Source records:
++++++++++++++++++++

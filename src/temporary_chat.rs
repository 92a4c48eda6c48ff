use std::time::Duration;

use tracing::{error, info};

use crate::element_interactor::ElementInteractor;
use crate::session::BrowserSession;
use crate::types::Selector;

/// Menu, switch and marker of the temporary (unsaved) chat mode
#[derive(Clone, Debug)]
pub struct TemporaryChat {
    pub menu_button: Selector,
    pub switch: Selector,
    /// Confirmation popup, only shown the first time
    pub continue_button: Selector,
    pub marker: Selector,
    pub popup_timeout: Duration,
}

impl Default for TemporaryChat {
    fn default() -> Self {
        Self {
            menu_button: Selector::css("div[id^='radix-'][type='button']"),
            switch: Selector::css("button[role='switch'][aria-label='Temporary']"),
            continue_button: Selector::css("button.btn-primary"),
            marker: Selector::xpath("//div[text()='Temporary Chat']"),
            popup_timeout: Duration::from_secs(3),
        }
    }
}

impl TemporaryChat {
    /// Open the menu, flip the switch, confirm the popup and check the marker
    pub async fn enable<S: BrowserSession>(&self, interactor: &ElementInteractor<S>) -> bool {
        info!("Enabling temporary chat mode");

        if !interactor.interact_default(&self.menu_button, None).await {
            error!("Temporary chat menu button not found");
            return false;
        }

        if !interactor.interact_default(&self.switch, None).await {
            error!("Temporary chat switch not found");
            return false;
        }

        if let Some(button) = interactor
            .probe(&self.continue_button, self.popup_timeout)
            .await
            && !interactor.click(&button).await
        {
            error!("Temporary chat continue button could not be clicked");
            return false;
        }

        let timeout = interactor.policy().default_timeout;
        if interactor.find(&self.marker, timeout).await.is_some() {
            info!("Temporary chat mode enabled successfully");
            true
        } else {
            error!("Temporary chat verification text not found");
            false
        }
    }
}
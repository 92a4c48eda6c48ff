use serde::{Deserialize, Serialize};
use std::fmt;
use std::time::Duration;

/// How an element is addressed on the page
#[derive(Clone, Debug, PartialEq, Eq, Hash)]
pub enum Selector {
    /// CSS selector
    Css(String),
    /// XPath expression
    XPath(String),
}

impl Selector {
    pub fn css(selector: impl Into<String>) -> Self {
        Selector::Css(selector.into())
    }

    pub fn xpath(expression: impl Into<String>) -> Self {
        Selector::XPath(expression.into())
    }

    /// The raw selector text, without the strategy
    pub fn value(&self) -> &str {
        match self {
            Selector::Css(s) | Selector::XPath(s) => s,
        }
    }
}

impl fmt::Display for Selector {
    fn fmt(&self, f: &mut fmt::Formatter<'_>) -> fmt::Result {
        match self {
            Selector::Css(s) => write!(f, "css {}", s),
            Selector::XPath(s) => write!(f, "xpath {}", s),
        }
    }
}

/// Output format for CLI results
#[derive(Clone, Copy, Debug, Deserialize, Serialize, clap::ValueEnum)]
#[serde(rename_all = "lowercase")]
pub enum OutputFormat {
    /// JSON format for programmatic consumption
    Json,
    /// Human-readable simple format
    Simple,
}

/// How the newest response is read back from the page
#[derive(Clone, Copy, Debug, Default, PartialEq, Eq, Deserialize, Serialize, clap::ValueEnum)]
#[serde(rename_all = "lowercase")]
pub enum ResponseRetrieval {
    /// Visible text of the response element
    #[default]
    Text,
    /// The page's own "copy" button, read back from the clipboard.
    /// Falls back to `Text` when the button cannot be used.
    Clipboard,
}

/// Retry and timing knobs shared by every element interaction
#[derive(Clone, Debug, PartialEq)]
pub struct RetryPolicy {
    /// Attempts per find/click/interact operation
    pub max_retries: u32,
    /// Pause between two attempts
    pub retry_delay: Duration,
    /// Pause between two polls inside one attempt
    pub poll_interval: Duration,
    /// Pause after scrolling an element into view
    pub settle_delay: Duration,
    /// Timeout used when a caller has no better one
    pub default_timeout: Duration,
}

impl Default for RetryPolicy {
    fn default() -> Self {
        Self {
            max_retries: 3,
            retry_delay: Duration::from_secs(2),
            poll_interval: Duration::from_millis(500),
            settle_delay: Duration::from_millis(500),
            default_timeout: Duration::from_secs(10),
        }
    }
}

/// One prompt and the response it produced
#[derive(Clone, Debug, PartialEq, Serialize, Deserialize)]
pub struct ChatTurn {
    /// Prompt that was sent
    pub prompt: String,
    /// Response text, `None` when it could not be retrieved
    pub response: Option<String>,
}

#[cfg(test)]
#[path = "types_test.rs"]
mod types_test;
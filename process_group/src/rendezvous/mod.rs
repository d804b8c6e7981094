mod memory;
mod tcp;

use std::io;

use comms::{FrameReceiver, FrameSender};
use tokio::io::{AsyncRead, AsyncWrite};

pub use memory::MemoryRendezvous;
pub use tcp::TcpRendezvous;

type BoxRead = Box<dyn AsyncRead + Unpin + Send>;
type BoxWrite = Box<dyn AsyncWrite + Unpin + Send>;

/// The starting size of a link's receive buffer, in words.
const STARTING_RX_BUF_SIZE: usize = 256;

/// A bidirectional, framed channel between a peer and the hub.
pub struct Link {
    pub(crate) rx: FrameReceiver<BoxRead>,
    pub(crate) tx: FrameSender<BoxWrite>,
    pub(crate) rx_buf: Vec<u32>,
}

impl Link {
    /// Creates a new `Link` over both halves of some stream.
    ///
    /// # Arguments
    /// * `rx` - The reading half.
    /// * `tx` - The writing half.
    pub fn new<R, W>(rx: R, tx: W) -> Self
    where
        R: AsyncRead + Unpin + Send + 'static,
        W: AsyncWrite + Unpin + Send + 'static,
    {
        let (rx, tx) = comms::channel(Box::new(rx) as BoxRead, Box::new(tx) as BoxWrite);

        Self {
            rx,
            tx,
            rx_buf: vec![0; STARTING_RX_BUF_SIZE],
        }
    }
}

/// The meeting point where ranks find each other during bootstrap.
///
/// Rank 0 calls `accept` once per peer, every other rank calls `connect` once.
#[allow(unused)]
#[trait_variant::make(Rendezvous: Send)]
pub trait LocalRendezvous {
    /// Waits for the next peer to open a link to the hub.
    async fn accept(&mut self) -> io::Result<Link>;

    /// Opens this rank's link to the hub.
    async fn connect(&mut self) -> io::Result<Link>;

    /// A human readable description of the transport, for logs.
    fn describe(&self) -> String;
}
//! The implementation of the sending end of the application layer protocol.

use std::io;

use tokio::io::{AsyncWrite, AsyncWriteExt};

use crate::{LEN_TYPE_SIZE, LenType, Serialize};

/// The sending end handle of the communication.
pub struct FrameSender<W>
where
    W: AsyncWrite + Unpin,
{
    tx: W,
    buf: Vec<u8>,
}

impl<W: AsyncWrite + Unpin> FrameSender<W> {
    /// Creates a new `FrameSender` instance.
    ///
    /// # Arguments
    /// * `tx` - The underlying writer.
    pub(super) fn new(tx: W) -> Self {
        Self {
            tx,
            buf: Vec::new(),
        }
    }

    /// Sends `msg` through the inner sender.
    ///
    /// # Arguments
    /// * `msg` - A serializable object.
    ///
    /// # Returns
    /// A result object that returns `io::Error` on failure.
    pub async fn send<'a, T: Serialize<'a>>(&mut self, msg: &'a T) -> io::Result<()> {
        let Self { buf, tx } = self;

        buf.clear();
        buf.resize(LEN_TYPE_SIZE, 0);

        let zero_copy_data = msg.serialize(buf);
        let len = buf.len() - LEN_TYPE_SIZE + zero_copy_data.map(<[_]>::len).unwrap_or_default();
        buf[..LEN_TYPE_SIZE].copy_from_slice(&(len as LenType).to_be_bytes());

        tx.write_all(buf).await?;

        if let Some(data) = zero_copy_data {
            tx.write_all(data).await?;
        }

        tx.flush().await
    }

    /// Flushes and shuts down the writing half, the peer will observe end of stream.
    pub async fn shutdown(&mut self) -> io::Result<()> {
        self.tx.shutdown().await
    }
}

++++++++++++++++++++

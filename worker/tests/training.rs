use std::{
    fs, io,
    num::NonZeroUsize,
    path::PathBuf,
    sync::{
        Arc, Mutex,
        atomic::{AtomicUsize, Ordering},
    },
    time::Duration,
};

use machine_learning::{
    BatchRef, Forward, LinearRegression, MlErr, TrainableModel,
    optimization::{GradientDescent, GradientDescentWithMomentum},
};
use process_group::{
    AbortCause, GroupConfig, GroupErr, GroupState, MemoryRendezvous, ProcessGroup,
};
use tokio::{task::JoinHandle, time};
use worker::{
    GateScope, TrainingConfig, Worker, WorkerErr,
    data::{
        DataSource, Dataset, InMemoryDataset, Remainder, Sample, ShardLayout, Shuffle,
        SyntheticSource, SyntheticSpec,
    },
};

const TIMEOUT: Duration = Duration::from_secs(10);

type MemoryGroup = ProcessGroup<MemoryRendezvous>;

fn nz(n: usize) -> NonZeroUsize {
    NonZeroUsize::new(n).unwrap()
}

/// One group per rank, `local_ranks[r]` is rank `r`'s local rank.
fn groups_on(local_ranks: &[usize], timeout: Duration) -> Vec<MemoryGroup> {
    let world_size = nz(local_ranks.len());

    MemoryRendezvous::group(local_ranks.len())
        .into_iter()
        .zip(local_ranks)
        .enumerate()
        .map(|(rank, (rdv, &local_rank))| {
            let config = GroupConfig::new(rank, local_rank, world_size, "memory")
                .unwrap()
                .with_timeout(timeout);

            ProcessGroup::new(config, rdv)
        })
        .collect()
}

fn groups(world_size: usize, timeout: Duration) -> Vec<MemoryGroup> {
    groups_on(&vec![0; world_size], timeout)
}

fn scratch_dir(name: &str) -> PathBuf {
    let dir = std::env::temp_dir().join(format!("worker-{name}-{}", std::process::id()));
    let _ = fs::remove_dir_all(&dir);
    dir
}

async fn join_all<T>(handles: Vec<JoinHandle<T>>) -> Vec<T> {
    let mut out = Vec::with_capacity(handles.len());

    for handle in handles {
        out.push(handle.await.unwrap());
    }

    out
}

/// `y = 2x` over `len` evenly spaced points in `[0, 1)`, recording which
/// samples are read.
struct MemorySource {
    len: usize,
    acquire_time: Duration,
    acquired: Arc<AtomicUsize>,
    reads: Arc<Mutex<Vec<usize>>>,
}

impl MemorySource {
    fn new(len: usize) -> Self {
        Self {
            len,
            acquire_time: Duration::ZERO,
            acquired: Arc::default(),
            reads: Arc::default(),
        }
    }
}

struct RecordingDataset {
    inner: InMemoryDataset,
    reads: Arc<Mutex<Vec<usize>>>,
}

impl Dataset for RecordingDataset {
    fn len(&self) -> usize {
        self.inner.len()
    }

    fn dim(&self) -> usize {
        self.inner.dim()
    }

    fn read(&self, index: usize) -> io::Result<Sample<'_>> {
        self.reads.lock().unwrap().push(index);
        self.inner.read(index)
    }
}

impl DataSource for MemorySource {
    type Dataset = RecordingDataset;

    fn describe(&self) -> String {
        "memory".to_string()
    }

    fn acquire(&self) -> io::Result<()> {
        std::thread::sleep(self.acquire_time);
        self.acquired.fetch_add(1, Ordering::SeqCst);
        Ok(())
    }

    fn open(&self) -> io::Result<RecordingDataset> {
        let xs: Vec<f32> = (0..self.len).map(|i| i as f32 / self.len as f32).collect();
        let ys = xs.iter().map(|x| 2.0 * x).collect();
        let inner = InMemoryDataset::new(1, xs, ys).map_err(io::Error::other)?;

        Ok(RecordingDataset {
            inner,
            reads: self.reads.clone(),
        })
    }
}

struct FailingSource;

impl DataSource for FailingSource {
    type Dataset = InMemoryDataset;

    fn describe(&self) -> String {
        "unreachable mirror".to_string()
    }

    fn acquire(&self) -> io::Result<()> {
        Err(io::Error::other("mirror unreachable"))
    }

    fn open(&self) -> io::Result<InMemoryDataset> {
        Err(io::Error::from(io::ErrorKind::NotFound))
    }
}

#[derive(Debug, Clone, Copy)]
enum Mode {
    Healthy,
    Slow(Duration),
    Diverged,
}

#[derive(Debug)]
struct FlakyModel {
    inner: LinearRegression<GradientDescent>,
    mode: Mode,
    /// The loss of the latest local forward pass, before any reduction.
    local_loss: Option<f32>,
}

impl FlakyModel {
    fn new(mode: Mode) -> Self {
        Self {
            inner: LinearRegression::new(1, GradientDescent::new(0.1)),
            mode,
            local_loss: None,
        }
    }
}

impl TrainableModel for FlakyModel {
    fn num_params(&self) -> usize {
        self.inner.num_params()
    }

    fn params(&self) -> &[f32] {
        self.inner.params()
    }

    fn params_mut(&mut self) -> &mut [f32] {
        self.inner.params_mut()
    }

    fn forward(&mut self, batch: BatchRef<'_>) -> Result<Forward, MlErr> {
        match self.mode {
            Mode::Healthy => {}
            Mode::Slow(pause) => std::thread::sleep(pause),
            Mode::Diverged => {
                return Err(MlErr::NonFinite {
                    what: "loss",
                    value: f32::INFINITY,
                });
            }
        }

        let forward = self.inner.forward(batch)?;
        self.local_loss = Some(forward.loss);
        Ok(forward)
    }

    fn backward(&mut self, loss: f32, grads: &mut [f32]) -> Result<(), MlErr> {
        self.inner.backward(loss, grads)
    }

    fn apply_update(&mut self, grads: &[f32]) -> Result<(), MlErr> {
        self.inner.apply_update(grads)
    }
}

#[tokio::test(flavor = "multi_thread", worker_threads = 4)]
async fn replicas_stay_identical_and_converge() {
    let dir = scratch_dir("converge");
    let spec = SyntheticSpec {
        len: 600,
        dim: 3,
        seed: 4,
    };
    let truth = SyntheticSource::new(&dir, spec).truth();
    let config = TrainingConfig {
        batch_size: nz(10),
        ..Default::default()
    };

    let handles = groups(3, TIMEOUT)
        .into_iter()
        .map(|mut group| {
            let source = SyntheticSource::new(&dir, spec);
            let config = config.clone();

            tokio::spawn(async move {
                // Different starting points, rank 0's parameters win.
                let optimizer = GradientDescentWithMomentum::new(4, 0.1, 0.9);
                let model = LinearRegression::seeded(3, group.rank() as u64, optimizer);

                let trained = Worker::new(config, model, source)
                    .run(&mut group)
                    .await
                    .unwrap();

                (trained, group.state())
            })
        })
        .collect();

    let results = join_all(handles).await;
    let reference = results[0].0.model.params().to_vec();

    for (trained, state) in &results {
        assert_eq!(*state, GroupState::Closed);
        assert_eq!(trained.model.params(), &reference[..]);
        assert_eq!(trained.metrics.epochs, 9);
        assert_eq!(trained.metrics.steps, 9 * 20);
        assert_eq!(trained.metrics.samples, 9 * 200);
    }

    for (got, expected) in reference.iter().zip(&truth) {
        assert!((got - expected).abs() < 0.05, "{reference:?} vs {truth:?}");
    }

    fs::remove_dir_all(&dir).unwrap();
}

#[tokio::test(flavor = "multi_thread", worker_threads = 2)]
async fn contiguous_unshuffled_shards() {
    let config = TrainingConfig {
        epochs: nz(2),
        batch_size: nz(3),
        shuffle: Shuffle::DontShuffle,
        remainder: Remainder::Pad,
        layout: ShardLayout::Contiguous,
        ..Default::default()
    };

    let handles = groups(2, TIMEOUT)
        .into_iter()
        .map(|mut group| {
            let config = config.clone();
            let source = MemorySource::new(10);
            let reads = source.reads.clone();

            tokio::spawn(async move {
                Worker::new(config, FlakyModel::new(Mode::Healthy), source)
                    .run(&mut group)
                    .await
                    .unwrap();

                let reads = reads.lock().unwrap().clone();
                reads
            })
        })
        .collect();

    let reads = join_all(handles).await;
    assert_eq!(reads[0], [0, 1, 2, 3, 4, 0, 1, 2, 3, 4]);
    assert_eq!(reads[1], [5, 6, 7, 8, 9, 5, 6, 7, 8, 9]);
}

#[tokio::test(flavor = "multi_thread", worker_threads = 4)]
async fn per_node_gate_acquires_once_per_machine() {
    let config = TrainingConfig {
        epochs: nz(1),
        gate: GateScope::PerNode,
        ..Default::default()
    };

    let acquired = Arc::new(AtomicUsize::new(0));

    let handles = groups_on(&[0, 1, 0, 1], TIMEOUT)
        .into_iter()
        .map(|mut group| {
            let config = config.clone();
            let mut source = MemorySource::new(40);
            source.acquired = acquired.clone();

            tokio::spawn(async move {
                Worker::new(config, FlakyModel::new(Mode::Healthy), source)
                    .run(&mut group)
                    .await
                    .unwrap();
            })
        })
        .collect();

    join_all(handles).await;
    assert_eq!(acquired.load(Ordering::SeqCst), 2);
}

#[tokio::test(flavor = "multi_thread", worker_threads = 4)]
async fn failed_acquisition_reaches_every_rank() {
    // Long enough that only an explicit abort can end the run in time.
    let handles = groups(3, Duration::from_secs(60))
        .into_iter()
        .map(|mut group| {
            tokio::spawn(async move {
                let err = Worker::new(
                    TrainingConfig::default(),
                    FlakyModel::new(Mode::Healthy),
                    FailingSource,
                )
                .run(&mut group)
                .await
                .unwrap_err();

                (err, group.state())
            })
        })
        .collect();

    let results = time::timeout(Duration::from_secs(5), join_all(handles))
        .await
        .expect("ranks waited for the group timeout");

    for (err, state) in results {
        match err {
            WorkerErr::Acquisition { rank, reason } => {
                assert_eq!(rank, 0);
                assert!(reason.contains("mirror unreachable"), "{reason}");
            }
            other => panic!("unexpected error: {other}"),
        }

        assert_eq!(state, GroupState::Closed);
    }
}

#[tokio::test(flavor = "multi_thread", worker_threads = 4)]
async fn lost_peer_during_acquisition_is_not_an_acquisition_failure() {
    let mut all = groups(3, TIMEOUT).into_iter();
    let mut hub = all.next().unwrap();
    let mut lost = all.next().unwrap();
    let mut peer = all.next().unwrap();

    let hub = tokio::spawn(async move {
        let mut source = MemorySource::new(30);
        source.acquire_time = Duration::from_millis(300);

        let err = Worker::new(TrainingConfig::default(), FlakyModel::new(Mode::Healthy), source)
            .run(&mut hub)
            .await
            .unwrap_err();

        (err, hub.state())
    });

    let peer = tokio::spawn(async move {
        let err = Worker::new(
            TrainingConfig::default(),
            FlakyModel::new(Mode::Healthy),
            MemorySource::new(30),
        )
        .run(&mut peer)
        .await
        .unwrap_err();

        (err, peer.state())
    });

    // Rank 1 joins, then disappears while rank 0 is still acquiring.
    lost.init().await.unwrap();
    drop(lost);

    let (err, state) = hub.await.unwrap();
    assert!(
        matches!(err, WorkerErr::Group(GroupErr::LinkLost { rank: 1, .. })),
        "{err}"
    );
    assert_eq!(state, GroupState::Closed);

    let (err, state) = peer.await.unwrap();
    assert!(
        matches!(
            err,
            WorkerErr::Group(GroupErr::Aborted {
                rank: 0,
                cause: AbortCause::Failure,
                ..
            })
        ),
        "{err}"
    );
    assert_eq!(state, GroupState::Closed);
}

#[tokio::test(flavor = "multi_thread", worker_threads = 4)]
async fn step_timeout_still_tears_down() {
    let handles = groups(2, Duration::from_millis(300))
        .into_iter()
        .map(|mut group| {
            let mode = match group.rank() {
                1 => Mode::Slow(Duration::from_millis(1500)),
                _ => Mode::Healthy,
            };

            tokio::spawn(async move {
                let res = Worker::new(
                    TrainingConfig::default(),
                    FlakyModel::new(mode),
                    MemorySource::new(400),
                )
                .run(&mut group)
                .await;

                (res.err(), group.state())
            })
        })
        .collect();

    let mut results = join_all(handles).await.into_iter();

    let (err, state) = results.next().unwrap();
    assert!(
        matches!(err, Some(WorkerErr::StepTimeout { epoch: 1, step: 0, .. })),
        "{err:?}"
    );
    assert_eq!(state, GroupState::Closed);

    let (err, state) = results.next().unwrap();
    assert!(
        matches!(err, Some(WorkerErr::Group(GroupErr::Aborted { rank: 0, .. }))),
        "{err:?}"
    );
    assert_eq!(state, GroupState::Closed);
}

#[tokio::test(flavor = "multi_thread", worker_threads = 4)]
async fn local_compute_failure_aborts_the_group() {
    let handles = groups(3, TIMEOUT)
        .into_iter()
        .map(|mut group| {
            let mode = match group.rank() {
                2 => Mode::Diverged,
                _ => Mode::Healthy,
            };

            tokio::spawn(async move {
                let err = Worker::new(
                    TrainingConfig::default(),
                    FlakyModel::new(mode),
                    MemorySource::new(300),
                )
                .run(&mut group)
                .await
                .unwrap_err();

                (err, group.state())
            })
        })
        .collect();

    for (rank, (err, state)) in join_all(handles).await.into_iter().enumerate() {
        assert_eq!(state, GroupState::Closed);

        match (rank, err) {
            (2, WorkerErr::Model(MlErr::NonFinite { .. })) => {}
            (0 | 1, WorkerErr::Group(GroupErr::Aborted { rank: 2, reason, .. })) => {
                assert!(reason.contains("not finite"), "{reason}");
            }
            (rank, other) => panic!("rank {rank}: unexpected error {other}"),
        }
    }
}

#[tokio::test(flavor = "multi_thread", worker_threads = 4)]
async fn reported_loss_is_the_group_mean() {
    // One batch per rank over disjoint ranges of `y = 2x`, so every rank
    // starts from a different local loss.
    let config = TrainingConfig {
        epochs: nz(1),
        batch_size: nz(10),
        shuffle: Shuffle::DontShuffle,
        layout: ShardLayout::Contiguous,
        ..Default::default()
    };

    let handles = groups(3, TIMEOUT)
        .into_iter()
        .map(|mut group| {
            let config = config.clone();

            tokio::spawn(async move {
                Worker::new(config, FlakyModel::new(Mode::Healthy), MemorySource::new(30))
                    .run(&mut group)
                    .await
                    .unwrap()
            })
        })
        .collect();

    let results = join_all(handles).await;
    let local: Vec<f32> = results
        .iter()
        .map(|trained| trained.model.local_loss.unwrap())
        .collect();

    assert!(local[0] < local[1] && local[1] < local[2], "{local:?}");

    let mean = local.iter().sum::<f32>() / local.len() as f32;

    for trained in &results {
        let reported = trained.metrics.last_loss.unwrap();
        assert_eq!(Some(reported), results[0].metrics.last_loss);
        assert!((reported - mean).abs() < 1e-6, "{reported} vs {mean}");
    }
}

++++++++++++++++++++

> Problem requirements
Find the line with "Ok(forward)" in the entries above. Retype it and each line after it, exactly, through the line with "let model = LinearRegression::seeded(3, group.rank()", and stop there.

> Expected output
        Ok(forward)
    }

    fn backward(&mut self, loss: f32, grads: &mut [f32]) -> Result<(), MlErr> {
        self.inner.backward(loss, grads)
    }

    fn apply_update(&mut self, grads: &[f32]) -> Result<(), MlErr> {
        self.inner.apply_update(grads)
    }
}

#[tokio::test(flavor = "multi_thread", worker_threads = 4)]
async fn replicas_stay_identical_and_converge() {
    let dir = scratch_dir("converge");
    let spec = SyntheticSpec {
        len: 600,
        dim: 3,
        seed: 4,
    };
    let truth = SyntheticSource::new(&dir, spec).truth();
    let config = TrainingConfig {
        batch_size: nz(10),
        ..Default::default()
    };

    let handles = groups(3, TIMEOUT)
        .into_iter()
        .map(|mut group| {
            let source = SyntheticSource::new(&dir, spec);
            let config = config.clone();

            tokio::spawn(async move {
                // Different starting points, rank 0's parameters win.
                let optimizer = GradientDescentWithMomentum::new(4, 0.1, 0.9);
                let model = LinearRegression::seeded(3, group.rank() as u64, optimizer);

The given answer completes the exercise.